Exercise goal
Only the lines with the string "message" are needed; return each of them from the entries below.

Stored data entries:
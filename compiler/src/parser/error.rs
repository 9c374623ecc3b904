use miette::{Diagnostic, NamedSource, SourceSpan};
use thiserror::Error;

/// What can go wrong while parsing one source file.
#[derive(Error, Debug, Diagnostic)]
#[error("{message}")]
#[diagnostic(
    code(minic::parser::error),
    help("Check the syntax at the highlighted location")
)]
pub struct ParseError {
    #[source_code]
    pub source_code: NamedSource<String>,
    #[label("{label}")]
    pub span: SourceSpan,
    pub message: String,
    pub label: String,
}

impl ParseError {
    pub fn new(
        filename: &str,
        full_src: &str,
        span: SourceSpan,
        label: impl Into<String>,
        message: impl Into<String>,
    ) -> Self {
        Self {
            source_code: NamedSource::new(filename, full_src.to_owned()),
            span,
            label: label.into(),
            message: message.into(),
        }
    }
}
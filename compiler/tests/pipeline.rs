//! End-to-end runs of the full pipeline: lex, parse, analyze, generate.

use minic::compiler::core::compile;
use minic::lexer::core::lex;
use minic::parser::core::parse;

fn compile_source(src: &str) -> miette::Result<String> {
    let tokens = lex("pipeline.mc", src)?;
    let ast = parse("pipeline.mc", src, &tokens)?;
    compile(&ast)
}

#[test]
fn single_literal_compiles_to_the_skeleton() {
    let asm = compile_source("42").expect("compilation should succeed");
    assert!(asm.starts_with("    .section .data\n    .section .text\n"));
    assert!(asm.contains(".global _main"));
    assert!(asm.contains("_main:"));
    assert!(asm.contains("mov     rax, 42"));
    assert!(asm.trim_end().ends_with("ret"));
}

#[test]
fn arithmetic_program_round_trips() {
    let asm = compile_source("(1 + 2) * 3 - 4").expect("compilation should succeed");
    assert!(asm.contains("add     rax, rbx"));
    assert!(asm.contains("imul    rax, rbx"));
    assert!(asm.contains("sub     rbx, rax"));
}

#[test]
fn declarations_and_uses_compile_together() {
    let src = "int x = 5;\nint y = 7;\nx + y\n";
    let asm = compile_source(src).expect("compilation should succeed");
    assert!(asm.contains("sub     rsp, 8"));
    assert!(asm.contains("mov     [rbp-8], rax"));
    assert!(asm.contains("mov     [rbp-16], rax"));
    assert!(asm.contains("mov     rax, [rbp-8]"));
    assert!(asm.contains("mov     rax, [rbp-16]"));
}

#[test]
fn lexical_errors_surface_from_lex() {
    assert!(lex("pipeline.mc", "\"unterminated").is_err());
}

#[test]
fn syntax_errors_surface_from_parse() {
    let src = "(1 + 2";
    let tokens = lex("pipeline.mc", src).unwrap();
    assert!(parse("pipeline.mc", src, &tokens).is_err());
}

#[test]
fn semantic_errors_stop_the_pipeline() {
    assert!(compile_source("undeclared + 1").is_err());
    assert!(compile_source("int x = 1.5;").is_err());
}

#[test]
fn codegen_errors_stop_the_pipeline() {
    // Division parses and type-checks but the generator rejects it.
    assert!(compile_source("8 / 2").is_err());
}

Response for this exercise
#[error("{message}")]
    pub message: String,
        message: impl Into<String>,
            message: message.into(),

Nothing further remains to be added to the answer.